▶ _EXERCISE BRIEF_
Which lines of the material hold the word "crate"? Copy each one.

▶ _MATERIAL SUPPLIED_

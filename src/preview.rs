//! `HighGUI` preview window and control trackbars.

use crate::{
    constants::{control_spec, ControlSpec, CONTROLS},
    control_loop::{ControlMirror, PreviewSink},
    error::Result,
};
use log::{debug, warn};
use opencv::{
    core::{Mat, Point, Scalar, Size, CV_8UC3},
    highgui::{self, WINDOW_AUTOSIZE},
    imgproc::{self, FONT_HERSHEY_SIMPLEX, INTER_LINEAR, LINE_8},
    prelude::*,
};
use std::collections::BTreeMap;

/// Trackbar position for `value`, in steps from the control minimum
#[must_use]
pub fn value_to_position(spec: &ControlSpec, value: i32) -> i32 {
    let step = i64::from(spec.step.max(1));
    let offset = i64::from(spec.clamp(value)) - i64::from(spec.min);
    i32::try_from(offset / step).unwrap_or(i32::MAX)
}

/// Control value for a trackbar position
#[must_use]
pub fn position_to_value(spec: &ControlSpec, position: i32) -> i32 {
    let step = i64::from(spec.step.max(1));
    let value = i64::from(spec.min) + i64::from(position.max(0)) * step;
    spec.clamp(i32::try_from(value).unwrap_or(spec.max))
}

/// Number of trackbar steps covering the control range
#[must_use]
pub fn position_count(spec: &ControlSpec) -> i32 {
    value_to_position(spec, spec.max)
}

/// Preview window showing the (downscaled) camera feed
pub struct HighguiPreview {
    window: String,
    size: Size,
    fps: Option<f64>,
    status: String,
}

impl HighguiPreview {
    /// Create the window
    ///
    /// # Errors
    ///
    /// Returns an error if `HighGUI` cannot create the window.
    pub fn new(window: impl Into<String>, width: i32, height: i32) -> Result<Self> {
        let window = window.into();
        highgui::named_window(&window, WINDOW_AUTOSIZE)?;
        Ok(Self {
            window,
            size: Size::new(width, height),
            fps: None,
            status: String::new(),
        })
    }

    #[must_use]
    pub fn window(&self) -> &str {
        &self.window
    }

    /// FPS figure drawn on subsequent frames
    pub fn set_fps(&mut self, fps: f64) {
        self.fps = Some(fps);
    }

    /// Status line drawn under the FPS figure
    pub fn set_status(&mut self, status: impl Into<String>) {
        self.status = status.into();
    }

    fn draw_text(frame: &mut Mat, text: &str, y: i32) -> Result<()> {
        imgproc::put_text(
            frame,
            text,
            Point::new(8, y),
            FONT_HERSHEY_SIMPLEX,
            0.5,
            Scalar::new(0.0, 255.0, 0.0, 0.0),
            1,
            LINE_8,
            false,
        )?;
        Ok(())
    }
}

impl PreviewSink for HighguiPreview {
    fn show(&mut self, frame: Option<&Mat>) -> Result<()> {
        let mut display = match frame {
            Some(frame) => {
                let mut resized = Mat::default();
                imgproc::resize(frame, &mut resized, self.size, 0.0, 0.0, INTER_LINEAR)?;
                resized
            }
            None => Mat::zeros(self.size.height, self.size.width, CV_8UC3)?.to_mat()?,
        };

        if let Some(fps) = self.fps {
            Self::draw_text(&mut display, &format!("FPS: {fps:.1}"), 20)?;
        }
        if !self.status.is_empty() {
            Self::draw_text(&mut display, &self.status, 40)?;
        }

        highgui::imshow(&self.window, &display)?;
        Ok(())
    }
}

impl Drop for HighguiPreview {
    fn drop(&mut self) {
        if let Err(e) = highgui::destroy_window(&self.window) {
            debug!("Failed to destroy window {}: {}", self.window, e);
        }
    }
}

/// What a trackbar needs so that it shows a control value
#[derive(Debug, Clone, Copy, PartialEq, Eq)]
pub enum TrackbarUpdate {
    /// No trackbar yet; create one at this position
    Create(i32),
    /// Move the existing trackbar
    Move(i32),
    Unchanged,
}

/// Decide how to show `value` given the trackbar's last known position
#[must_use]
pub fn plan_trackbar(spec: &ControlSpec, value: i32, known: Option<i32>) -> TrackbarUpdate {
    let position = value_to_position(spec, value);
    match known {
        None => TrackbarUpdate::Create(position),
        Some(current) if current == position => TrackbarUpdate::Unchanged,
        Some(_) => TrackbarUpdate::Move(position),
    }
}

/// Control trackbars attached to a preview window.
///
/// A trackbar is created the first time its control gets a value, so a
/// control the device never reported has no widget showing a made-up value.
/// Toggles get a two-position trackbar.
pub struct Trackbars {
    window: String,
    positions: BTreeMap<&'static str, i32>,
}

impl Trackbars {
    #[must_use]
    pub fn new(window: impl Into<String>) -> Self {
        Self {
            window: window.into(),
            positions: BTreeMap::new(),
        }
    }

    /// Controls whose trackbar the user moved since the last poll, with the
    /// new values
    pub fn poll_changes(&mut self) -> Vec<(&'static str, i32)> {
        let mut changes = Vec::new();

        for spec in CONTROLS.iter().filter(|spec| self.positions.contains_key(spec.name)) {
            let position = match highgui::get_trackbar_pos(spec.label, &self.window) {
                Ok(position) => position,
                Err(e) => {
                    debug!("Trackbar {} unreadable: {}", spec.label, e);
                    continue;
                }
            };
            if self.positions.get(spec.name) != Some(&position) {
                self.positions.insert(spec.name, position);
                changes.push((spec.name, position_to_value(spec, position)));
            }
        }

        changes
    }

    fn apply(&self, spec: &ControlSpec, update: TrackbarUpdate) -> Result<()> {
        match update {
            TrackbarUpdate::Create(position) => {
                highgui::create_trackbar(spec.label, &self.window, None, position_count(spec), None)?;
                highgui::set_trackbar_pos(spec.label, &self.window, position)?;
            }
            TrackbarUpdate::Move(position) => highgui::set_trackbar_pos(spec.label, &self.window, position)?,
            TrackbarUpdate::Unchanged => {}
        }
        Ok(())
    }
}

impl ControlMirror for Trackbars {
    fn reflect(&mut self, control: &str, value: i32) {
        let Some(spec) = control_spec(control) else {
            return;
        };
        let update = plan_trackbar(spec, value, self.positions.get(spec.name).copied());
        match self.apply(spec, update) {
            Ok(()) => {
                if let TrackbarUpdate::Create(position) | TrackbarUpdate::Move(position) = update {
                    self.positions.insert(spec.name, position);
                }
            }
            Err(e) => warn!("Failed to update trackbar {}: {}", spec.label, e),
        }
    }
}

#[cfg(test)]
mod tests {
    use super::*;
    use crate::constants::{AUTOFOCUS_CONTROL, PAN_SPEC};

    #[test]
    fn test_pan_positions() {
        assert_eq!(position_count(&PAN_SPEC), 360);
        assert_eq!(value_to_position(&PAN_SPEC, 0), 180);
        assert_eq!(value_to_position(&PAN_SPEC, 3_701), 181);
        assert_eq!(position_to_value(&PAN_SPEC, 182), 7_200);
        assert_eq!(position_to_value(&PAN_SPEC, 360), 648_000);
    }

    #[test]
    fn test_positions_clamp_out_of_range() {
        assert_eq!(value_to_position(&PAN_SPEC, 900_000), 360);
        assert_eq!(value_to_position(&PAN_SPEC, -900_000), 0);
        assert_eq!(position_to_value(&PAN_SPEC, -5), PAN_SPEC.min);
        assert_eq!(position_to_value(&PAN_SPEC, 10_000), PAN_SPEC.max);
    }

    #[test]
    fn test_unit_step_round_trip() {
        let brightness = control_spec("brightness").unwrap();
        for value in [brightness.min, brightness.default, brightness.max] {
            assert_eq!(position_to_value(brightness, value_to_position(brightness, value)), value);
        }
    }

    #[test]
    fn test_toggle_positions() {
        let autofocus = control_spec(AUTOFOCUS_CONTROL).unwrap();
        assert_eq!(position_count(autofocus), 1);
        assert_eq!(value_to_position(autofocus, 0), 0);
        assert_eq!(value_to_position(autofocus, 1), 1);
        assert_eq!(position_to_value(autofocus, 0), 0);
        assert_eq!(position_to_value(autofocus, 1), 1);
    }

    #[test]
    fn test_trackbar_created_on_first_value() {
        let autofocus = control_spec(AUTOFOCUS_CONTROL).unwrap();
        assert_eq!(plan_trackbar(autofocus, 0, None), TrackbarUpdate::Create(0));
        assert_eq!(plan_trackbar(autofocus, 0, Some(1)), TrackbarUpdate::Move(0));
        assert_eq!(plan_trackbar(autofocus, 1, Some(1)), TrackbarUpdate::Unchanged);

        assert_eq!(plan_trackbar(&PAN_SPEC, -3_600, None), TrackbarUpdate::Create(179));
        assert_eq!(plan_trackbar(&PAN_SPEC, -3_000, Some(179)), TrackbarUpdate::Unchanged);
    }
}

▶ _FINISHED EXERCISE_
use crate::{
    use crate::constants::{AUTOFOCUS_CONTROL, PAN_SPEC};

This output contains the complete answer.